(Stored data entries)
______

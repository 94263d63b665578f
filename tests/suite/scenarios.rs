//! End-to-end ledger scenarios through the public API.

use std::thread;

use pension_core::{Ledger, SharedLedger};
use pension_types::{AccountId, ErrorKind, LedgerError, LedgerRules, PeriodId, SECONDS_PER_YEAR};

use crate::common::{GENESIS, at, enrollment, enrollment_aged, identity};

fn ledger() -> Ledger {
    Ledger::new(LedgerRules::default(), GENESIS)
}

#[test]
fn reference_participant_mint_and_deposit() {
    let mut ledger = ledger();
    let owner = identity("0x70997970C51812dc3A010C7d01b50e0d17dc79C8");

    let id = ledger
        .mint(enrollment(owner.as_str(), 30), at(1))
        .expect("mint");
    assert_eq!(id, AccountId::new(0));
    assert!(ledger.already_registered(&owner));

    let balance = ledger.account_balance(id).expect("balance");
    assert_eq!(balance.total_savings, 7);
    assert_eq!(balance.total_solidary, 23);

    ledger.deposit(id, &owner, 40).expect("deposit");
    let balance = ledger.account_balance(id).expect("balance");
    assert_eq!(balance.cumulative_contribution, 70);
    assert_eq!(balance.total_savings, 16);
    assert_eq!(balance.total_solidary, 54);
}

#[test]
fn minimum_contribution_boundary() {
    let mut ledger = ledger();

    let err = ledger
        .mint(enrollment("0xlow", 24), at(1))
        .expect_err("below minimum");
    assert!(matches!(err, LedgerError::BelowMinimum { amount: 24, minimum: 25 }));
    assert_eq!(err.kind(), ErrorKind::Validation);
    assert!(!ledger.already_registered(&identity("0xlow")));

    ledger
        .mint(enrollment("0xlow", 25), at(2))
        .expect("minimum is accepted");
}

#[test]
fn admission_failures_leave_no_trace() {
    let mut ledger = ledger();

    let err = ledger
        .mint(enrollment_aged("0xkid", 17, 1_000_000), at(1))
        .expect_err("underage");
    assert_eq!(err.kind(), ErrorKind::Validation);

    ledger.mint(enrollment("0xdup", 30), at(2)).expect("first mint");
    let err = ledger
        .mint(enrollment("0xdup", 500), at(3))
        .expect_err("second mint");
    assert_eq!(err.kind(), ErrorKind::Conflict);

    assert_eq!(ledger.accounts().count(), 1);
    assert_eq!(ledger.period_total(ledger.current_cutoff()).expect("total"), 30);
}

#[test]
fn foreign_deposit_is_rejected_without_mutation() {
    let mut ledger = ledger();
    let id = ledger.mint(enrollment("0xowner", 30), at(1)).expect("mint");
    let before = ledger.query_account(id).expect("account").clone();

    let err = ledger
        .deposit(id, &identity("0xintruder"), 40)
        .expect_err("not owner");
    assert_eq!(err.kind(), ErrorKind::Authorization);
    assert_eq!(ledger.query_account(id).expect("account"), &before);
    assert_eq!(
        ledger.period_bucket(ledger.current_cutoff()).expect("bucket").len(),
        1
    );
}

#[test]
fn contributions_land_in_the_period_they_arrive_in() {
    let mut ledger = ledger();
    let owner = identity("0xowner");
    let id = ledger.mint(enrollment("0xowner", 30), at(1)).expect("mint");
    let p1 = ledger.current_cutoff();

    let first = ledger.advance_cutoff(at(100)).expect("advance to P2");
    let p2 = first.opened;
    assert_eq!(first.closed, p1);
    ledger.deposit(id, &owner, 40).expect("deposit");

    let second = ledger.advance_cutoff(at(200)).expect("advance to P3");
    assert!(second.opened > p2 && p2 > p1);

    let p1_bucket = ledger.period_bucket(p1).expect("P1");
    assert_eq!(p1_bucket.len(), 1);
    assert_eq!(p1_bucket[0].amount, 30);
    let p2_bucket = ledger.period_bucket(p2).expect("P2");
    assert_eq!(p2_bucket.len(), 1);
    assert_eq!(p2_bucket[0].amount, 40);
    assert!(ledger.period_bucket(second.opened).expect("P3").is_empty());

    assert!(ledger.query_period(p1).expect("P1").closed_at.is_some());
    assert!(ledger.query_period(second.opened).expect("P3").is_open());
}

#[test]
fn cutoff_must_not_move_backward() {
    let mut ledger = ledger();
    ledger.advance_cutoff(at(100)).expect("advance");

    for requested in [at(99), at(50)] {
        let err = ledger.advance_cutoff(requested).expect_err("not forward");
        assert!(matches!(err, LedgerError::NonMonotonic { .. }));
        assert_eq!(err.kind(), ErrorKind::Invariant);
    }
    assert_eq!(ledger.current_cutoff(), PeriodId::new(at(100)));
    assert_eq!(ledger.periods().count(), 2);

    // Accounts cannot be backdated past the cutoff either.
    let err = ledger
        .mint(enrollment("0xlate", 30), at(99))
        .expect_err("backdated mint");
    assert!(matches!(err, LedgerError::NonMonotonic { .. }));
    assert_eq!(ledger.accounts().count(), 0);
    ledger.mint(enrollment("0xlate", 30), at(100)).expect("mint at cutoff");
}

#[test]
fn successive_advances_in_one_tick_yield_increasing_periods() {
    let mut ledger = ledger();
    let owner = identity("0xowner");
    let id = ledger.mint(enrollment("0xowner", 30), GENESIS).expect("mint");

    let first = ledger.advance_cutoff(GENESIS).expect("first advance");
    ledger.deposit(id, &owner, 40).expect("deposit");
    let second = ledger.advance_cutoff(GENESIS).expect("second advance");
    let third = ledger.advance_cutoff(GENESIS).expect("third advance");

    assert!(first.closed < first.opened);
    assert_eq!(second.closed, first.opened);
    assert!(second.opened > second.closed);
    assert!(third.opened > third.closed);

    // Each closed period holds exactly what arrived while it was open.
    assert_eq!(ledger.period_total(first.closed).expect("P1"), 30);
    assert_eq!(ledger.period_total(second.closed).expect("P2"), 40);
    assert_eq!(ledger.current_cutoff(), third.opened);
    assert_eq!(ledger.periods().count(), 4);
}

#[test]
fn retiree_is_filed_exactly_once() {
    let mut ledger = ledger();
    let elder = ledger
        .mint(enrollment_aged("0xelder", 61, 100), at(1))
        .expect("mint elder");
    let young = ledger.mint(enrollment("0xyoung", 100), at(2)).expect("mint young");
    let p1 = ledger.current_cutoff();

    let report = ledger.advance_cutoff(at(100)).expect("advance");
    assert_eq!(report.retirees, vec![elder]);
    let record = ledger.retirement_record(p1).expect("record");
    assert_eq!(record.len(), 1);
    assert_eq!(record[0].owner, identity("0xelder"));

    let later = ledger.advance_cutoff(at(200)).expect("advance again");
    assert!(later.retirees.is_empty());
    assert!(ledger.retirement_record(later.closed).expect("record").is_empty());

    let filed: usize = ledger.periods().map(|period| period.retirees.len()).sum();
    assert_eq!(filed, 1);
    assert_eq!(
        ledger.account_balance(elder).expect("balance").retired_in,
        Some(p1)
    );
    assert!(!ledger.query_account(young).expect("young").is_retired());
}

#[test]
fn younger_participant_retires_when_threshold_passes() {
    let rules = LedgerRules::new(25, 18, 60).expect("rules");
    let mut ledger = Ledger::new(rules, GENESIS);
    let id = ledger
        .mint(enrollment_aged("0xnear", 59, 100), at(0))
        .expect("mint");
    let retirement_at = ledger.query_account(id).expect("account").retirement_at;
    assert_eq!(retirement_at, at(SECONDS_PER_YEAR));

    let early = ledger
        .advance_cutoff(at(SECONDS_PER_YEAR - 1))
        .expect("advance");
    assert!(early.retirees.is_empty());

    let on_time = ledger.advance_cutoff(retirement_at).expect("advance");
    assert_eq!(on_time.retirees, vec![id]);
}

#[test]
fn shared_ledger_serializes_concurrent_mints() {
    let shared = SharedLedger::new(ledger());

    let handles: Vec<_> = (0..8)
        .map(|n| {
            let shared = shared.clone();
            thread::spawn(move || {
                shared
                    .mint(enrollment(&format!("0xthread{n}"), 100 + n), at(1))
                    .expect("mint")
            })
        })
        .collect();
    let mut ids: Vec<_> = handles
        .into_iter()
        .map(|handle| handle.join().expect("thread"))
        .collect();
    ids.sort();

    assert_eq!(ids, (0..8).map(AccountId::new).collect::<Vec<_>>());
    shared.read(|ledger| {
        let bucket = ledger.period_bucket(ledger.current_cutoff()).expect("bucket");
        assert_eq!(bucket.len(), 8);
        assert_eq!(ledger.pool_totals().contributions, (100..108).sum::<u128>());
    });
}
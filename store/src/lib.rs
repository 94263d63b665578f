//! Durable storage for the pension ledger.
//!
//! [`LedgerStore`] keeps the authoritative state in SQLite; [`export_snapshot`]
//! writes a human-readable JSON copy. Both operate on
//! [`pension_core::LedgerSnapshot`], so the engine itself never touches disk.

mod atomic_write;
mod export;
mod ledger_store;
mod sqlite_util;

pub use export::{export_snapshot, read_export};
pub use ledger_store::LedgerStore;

______

ABOUT THIS EXERCISE >> Quote, without alteration, the final stretch of the entries: the line with "mod atomic_write;" onward to the last line.

EXPECTED ANSWER >>
mod atomic_write;
mod export;
mod ledger_store;
mod sqlite_util;

pub use export::{export_snapshot, read_export};
pub use ledger_store::LedgerStore;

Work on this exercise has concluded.